# Kendall's Spavin Cure for Human Flesh



## cryptic (Nov 30, 2010)

Cleaning up some bottles found over the summer.  This one is a Kendall's spavin cure for human flesh.  I think it is pre 1900 because the seam does not continue through the lip.  Wonder what it was used for?


----------



## cowseatmaize (Nov 30, 2010)

I usually see the shoulder embossed amber. The aqua is nicer with the extra lettering. Not rare but less common.


----------



## glass man (Nov 30, 2010)

I THOUGHT ONLY HORSES HAD SPAVIN? COURSE BACK THEN THEY MADE IT UP AS THEY WENT ALONG!NICE BOTTLE! JAMIE


----------



## georgeoj (Nov 30, 2010)

Here are some pics of a labeled one.
 George


----------



## georgeoj (Nov 30, 2010)

pic2


----------



## georgeoj (Nov 30, 2010)

pic 3


----------



## georgeoj (Nov 30, 2010)

pic 4


----------



## georgeoj (Nov 30, 2010)

pic 5


----------



## saratogadriver (Dec 1, 2010)

41% alcohol and 9% ether...    Whatever ailment you had, you certainly forgot you had it for a while, especially if you took more than a couple of spoonfulls at a time of this concoction.  If you drank the whole bottle, you might well have been permanently cured of the affliction...   I wonder if the only difference between the regular spavin cure for horses and the "for human flesh" bottle was that the "for human flesh" bottle was smaller, thus providing less than a lethal dose?

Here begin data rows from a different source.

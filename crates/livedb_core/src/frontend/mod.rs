//! # Query Builder Frontend
//! Queries are described in rust through a [`QueryScope`]:
//! ```ignore
//! let adults = plan.query(|q| {
//!     let p = q.from(people);
//!     let a = q.join(ages, |q, a| q.eq(a.get("person"), p.get("id")));
//!     let old = q.gt(a.get("age"), 35);
//!     q.filter(old);
//!     q.select(fields! { id: p.get("id"), name: p.get("name") });
//! })?;
//! ```
//! Expressions are created eagerly in the plan, references lazily through
//! [`RefProxy`] handles.

mod builder;
mod proxy;

pub use builder::{QueryScope, SelectOptions, SourceArg};
pub use proxy::{Operand, RefProxy, SelectItem};
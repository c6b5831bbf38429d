use super::super::Recorder;
use livedb::{fields, materialize, row, Change, MemCollection, Plan, RowKey};
use std::rc::Rc;

pub fn test() {
    let messages = MemCollection::keyed_by("Messages", "id");
    for (id, conversation) in [(1, "c1"), (2, "c1"), (3, "c2"), (4, "c3")] {
        messages
            .insert_row(row! { "id" => id, "conversationId" => conversation, "text" => "hello" })
            .unwrap();
    }

    let mut plan = Plan::new();
    let m = plan.collection(messages.clone());
    let query = plan
        .query(|q| {
            let m = q.from(m);
            let count = q.count_all();
            q.select(fields! { conversationId: m.get("conversationId"), count: count })
                .group_by([m.get("conversationId")]);
        })
        .unwrap();

    let live = materialize(&Rc::new(plan), query).unwrap();
    let recorder = Recorder::default();
    let _sub = recorder.attach(&live);
    assert_eq!(live.rows().len(), 3);
    recorder.clear();

    messages
        .insert_row(row! { "id" => 5, "conversationId" => "c1", "text" => "again" })
        .unwrap();
    assert_eq!(
        recorder.batches(),
        vec![vec![Change::update(
            RowKey::from("c1"),
            row! { "conversationId" => "c1", "count" => 3 }
        )]]
    );
    recorder.clear();

    // moving the last message of c3 removes its group
    messages
        .update(4, row! { "id" => 4, "conversationId" => "c2", "text" => "moved" })
        .unwrap();
    assert_eq!(
        recorder.batches(),
        vec![vec![
            Change::delete(RowKey::from("c3"), row! { "conversationId" => "c3", "count" => 1 }),
            Change::update(RowKey::from("c2"), row! { "conversationId" => "c2", "count" => 2 }),
        ]]
    );
}
use super::super::Recorder;
use livedb::{fields, materialize, row, Change, JoinKind, MemCollection, Plan, RowKey};
use std::rc::Rc;

pub fn test() {
    let people = MemCollection::keyed_by("Person", "id");
    let ages = MemCollection::keyed_by("PersonAge", "person");
    people.insert_row(row! { "id" => "1", "name" => "a" }).unwrap();
    people.insert_row(row! { "id" => "2", "name" => "b" }).unwrap();
    ages.insert_row(row! { "person" => "1", "age" => 30 }).unwrap();
    ages.insert_row(row! { "person" => "2", "age" => 40 }).unwrap();

    let mut plan = Plan::new();
    let person = plan.collection(people.clone());
    let person_age = plan.collection(ages.clone());
    let query = plan
        .query(|q| {
            let p = q.from(person);
            let a = q.join_fields(person_age, JoinKind::Inner, [("person", p.get("id"))]);
            let old = q.gt(a.get("age"), 35);
            q.filter(old);
            q.select(fields! { id: p.get("id"), name: p.get("name") });
        })
        .unwrap();

    let live = materialize(&Rc::new(plan), query).unwrap();
    let recorder = Recorder::default();
    let _sub = recorder.attach(&live);
    assert_eq!(live.rows(), vec![row! { "id" => "2", "name" => "b" }]);
    assert_eq!(recorder.replayed(), live.rows());
    recorder.clear();

    // person 1 passes the filter
    ages.update("1", row! { "person" => "1", "age" => 50 }).unwrap();
    assert_eq!(
        recorder.batches(),
        vec![vec![Change::insert(
            RowKey::new(vec!["1".into(), "1".into()]),
            row! { "id" => "1", "name" => "a" }
        )]]
    );
    recorder.clear();

    // renaming a person updates their row in place
    people.update("2", row! { "id" => "2", "name" => "bee" }).unwrap();
    assert_eq!(
        recorder.changes(),
        vec![Change::update(
            RowKey::new(vec!["2".into(), "2".into()]),
            row! { "id" => "2", "name" => "bee" }
        )]
    );
    recorder.clear();

    people.delete("1").unwrap();
    let changes = recorder.changes();
    assert_eq!(changes.len(), 1);
    assert_eq!(changes[0].kind, livedb::ChangeKind::Delete);
    assert_eq!(live.rows(), vec![row! { "id" => "2", "name" => "bee" }]);
}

 Still, one of the most common VT cures out there.   Amazing that little Enosburg Falls VT provided such wide distribution of a cure.    

 Jim G


----------



## me2 (Sep 24, 2011)

If I recall correctly, you can get one on ebay etc for about 5 bucks sans the label. I have a clear glass one in my collection, without the label.


----------



## LC (Sep 25, 2011)

I had an early amber one with a perfect label , had it for years . Knocked the blasted thing off the shelf and broke it just this summer . Never did see one sell , but I doubt that it is worth much , seen quite a few of them over the years . Still , I really did like it . Then too , I have a lot of bottles that are not worth a lot , and some that are pretty decent . Doesn't matter either way as I have never been in it for the money .


----------



## ROBBYBOBBY64 (Feb 2, 2020)

1906 food and drug act forced them to change the word cure to treatment. So it is pre 1906.


----------



## buriedtreasuretime (Feb 3, 2020)

saratogadriver said:


> 41% alcohol and 9% ether... Whatever ailment you had, you certainly forgot you had it for a while, especially if you took more than a couple of spoonfulls at a time of this concoction. If you drank the whole bottle, you might well have been permanently cured of the affliction... I wonder if the only difference between the regular spavin cure for horses and the "for human flesh" bottle was that the "for human flesh" bottle was smaller, thus providing less than a lethal dose?
> 
> Still, one of the most common VT cures out there. Amazing that little Enosburg Falls VT provided such wide distribution of a cure.
> 
> Jim G



I’m wondering if this was a topical not an internal treatment. Ether is a poison. More like a disinfectant. 


Sent from my iPhone using Tapatalk


----------



## ROBBYBOBBY64 (Feb 4, 2020)

It was topical. Used for what they used to call spavin We know know as osteoarthritis. They had a horse version also. It did not work.


----------